What is needed →
Where the records hold the string "continue", show the whole line it sits on.

Data for this task →
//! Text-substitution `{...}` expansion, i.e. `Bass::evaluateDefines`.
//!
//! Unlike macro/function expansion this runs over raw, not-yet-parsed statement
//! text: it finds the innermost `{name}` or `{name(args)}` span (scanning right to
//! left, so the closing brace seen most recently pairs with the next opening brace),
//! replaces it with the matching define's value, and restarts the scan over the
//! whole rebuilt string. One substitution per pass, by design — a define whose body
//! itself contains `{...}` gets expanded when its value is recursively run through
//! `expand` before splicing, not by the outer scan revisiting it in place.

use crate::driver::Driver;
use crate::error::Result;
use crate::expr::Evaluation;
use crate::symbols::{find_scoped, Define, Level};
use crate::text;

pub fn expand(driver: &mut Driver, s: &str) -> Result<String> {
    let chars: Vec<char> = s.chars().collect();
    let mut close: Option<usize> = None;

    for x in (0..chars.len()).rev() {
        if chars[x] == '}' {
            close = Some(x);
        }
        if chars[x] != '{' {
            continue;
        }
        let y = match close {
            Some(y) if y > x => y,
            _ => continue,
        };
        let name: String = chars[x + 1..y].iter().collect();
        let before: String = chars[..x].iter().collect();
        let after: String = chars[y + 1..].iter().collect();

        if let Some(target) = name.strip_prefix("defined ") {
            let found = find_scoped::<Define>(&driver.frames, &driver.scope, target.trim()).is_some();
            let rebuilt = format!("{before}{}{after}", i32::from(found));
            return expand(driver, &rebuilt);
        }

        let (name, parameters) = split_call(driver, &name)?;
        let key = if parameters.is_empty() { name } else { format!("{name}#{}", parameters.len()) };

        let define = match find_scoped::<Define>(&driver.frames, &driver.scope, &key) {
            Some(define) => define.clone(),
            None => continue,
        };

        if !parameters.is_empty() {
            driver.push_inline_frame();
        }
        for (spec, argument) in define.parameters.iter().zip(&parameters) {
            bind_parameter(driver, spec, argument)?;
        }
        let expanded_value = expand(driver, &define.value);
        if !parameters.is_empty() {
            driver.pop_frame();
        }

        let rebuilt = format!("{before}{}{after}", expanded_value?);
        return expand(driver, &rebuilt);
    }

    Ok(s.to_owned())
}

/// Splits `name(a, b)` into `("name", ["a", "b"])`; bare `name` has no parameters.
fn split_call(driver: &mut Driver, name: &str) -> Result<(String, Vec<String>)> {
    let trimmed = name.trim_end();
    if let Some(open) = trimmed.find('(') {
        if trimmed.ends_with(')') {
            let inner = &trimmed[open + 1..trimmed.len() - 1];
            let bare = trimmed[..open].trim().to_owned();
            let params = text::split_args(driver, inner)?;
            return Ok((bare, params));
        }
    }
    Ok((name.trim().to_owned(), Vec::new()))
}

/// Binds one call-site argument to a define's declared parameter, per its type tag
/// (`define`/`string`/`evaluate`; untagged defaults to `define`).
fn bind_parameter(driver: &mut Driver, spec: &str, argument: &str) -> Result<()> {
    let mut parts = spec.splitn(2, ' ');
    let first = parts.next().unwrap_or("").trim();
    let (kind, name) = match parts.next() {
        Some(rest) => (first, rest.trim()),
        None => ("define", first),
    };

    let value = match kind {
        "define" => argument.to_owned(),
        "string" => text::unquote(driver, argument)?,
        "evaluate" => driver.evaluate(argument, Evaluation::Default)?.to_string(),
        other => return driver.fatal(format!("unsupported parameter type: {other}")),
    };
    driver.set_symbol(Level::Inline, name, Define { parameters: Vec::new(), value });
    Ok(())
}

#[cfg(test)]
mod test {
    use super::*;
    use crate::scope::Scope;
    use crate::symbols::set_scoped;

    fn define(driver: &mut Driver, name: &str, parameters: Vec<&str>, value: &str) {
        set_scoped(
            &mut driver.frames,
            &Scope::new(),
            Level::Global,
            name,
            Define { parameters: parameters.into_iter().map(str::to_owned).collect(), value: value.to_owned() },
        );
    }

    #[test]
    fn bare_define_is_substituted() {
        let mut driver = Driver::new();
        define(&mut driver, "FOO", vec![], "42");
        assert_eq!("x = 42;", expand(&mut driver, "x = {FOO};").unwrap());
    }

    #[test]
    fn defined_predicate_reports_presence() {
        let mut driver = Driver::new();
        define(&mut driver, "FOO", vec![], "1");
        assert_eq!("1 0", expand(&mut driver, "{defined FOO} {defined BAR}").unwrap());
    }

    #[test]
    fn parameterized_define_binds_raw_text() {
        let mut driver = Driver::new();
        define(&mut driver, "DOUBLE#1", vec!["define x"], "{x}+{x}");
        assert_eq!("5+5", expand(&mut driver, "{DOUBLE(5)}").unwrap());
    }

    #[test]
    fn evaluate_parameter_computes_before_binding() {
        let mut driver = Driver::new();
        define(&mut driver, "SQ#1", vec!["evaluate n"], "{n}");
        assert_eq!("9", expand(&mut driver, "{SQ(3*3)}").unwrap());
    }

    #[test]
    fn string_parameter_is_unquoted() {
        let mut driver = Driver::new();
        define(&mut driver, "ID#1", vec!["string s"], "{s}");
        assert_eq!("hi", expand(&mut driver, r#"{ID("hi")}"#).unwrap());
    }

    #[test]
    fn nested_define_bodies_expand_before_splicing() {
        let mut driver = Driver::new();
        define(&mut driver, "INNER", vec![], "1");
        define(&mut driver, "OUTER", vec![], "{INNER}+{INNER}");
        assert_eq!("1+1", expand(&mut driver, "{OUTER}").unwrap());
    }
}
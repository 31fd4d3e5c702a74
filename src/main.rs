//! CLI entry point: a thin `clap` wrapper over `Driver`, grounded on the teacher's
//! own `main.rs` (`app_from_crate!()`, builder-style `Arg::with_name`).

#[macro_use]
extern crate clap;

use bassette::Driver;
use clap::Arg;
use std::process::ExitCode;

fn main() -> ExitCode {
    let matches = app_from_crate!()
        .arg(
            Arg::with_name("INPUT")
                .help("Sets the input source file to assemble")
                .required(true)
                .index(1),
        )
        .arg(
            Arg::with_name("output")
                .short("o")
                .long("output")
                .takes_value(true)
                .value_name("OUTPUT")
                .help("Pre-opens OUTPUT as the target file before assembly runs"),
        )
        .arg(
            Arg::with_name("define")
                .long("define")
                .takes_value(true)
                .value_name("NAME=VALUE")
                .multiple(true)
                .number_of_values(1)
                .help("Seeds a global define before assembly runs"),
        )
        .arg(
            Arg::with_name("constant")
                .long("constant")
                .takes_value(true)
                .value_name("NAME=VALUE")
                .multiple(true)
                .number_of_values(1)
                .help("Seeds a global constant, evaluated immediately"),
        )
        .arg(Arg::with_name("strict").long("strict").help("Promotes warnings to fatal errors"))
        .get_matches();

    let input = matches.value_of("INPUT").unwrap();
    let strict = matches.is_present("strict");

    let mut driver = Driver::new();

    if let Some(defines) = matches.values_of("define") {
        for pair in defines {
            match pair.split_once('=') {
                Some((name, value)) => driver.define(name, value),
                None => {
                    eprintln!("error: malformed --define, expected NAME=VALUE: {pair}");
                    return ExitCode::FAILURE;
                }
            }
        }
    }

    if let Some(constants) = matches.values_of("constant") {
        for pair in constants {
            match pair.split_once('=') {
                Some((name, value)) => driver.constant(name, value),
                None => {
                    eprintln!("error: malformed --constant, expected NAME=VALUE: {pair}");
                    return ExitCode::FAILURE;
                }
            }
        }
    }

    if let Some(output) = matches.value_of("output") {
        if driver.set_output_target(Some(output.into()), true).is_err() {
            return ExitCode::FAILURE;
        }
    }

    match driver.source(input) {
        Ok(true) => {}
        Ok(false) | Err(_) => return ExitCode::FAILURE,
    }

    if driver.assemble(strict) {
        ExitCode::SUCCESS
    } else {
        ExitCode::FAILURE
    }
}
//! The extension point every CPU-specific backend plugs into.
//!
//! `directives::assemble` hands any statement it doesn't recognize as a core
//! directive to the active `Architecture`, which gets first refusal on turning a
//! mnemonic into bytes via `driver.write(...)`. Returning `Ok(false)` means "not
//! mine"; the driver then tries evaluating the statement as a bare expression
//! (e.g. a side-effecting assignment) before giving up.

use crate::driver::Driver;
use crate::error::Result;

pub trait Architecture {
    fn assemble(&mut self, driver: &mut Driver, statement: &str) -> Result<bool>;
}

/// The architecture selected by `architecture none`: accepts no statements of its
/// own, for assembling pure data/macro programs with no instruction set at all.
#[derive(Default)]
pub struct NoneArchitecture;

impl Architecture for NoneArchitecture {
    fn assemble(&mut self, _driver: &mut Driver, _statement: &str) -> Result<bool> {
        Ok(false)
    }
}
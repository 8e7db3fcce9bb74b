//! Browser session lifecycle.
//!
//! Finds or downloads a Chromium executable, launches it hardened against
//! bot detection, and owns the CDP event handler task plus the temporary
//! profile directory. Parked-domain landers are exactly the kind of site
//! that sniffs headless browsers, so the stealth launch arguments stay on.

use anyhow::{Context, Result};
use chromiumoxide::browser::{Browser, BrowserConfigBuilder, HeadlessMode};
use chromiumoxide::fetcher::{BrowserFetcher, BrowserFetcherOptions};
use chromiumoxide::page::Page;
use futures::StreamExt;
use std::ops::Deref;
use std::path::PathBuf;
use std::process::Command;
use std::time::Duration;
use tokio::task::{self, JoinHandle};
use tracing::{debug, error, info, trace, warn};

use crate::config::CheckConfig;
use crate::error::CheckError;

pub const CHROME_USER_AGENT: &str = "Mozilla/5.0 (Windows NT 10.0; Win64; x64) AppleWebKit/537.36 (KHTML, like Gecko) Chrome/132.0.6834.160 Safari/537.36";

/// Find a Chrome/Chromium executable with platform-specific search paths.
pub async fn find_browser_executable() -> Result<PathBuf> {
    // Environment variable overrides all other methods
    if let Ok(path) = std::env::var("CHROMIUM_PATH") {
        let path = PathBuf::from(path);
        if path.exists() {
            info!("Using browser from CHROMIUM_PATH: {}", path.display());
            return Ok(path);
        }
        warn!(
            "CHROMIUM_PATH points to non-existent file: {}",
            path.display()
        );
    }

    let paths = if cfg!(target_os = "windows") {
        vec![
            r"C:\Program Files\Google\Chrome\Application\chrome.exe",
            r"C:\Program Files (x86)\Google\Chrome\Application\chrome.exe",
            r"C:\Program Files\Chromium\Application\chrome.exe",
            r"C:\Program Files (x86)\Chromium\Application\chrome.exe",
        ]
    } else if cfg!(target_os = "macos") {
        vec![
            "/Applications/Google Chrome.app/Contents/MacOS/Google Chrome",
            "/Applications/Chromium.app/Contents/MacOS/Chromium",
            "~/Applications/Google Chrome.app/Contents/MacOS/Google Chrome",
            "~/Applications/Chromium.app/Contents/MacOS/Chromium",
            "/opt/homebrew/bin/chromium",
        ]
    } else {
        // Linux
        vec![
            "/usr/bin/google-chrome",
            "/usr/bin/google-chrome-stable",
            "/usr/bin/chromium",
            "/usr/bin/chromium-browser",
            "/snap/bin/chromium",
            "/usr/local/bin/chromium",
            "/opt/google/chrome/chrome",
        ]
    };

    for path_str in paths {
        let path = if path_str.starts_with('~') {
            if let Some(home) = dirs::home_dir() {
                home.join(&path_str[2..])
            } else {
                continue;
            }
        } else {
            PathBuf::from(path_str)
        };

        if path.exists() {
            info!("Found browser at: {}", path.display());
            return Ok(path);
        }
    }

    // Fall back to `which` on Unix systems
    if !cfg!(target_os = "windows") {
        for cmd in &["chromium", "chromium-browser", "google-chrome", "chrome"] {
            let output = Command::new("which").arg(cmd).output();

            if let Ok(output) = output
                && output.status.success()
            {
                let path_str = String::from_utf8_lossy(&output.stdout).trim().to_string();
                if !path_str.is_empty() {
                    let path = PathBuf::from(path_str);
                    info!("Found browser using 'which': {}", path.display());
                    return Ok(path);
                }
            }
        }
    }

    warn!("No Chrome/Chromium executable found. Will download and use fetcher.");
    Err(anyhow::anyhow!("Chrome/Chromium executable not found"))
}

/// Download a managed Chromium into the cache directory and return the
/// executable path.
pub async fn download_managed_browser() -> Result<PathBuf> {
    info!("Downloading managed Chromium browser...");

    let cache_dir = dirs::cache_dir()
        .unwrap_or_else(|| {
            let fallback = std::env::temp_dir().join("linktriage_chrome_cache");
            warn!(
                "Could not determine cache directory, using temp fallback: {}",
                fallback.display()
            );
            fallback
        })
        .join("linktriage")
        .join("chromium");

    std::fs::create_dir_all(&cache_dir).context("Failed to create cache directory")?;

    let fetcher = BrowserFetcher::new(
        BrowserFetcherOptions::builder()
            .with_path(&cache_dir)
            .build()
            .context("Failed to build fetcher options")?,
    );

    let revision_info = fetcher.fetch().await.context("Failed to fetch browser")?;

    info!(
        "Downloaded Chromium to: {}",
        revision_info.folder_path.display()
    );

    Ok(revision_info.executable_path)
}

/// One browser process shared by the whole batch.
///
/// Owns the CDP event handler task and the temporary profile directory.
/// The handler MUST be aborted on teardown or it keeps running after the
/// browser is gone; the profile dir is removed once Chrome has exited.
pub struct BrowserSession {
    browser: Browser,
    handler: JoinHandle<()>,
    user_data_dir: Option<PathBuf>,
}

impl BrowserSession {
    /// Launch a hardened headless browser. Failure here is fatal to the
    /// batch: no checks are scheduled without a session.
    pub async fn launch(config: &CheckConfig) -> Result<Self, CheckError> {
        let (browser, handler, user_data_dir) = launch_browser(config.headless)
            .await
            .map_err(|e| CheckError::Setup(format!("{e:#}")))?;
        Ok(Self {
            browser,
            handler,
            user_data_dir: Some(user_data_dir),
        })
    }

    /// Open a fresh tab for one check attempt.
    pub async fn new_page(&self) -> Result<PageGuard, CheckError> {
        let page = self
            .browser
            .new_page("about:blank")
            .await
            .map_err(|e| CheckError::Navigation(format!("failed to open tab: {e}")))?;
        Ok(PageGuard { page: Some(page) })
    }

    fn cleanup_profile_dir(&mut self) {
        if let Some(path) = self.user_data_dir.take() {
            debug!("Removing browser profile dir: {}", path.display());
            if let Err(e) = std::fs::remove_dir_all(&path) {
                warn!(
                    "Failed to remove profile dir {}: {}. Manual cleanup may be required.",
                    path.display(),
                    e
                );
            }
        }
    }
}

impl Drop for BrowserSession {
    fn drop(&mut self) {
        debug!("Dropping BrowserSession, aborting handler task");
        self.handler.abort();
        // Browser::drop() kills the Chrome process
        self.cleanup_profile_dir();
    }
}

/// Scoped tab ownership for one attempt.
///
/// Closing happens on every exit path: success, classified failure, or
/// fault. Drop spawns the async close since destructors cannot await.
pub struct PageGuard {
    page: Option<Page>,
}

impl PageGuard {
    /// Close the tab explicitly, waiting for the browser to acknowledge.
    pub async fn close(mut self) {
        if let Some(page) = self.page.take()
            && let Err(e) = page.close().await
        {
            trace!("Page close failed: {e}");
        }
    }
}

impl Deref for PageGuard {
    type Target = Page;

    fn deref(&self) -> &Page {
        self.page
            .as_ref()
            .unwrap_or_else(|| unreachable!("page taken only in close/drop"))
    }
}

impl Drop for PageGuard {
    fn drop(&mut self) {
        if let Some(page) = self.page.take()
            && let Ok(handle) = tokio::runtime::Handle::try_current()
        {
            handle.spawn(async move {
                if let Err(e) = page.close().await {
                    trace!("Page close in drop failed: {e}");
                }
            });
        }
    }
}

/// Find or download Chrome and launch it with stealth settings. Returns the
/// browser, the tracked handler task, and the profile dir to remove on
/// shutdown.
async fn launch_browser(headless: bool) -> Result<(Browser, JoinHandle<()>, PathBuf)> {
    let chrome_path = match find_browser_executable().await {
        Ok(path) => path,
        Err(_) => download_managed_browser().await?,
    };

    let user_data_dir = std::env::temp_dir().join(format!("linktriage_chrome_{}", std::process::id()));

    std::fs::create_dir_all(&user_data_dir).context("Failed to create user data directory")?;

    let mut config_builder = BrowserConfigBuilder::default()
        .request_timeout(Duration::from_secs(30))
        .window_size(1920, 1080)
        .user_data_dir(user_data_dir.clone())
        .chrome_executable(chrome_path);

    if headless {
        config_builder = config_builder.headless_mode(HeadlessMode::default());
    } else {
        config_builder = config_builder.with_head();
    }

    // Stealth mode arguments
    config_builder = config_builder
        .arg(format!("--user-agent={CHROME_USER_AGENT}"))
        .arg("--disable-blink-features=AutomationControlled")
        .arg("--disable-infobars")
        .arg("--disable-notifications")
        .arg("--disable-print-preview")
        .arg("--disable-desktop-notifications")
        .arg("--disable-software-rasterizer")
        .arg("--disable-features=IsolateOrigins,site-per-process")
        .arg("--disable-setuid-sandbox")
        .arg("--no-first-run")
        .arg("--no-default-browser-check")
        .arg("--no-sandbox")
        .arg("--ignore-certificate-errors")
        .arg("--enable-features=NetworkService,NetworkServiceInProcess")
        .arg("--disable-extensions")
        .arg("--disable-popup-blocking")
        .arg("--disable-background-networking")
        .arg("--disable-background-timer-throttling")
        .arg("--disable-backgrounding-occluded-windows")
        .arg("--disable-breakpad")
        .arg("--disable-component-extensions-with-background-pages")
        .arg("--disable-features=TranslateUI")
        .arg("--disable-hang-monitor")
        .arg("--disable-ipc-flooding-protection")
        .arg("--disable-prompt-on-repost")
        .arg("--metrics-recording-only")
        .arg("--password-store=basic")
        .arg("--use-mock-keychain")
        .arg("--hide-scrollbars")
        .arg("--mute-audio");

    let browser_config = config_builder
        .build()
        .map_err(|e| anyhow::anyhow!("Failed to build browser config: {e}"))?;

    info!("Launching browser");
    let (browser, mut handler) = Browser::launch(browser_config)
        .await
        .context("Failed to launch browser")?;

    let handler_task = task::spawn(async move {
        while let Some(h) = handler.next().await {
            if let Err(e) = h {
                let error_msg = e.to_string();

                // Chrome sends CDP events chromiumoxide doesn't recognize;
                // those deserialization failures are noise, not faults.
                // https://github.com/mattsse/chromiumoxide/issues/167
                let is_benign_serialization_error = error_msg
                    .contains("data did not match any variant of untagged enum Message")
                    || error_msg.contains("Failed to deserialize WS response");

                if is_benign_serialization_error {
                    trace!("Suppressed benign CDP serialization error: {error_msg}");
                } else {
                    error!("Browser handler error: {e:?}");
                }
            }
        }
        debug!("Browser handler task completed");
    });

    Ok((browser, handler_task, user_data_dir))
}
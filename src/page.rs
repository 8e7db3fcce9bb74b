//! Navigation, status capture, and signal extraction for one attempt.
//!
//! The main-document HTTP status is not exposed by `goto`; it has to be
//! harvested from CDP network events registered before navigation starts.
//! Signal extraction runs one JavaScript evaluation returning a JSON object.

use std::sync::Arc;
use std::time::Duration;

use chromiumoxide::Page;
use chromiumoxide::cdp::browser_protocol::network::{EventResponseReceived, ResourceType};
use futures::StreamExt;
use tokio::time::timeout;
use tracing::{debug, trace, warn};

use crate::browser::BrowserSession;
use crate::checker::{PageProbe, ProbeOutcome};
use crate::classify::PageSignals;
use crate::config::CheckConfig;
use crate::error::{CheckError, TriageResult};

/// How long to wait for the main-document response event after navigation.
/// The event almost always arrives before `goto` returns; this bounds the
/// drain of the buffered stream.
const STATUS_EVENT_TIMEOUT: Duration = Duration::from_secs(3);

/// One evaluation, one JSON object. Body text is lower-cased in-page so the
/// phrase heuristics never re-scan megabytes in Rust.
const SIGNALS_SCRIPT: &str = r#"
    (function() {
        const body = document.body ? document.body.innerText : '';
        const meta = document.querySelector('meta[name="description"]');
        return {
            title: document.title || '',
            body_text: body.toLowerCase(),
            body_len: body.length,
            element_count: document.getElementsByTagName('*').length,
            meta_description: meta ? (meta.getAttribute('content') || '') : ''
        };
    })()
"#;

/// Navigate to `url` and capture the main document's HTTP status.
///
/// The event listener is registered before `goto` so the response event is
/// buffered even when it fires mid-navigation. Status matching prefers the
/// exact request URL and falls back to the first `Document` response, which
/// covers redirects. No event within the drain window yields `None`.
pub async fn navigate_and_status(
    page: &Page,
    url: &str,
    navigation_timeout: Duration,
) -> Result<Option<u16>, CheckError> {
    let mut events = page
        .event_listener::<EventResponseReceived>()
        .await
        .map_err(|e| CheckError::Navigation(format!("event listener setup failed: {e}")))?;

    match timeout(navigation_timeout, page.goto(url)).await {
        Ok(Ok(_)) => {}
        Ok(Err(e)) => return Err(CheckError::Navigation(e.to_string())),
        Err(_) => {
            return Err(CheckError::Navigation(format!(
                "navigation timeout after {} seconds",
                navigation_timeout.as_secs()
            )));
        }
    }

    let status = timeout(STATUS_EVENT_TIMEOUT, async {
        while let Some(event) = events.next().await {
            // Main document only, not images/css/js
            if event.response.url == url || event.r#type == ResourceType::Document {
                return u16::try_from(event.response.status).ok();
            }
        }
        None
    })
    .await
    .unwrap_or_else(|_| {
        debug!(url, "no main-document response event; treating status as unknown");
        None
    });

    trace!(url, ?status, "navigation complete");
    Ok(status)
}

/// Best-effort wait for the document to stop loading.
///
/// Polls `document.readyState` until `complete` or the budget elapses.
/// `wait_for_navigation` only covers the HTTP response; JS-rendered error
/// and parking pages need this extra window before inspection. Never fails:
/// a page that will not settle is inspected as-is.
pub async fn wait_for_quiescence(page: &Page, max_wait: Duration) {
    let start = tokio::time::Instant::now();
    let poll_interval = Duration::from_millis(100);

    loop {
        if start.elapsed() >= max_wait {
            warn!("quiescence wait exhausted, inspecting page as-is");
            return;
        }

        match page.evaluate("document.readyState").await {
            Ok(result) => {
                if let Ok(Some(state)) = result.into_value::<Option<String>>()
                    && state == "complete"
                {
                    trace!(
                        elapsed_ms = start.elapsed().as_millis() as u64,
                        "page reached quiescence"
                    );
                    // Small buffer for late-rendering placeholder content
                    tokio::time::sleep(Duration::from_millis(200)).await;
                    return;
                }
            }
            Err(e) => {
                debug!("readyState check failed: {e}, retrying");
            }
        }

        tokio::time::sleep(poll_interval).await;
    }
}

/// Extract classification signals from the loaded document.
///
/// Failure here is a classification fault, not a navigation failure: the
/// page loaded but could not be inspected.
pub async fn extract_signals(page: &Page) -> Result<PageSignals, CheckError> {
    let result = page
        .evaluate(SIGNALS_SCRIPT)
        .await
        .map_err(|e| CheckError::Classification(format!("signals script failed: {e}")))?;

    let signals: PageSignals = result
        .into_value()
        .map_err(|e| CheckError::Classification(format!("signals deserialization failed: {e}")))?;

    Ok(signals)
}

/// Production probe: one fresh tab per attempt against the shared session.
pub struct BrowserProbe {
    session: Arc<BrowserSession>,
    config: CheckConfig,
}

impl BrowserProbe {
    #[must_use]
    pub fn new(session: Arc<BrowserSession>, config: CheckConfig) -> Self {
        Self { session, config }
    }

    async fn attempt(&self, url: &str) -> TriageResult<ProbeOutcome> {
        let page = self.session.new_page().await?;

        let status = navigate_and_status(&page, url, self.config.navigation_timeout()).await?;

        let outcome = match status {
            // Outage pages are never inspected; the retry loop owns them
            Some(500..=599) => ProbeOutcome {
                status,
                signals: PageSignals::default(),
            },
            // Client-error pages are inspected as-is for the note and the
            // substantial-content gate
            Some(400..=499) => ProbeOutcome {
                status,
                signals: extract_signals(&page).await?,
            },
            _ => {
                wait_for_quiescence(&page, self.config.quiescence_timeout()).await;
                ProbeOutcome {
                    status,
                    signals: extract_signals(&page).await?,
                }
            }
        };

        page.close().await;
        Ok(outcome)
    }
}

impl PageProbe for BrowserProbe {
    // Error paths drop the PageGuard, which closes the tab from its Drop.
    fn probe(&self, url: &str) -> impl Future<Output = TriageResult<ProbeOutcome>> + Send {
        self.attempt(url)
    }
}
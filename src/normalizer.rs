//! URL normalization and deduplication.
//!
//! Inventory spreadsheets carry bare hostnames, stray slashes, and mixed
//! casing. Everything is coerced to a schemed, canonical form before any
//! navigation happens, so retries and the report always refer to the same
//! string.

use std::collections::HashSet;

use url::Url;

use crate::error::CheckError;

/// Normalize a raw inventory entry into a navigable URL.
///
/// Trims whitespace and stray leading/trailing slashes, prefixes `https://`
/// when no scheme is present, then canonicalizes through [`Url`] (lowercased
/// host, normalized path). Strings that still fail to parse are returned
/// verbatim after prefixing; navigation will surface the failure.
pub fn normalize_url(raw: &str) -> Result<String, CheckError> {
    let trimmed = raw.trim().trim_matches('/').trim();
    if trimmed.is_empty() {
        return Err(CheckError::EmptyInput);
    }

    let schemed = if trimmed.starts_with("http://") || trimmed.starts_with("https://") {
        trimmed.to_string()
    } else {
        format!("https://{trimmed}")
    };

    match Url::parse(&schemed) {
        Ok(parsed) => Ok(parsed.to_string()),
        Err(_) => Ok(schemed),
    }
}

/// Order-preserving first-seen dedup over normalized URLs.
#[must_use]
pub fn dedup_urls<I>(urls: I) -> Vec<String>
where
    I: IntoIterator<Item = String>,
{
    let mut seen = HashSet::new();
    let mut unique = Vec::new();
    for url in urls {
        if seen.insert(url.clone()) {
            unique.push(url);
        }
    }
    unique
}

Written reply →
            continue;
            _ => continue,
            None => continue,
                continue;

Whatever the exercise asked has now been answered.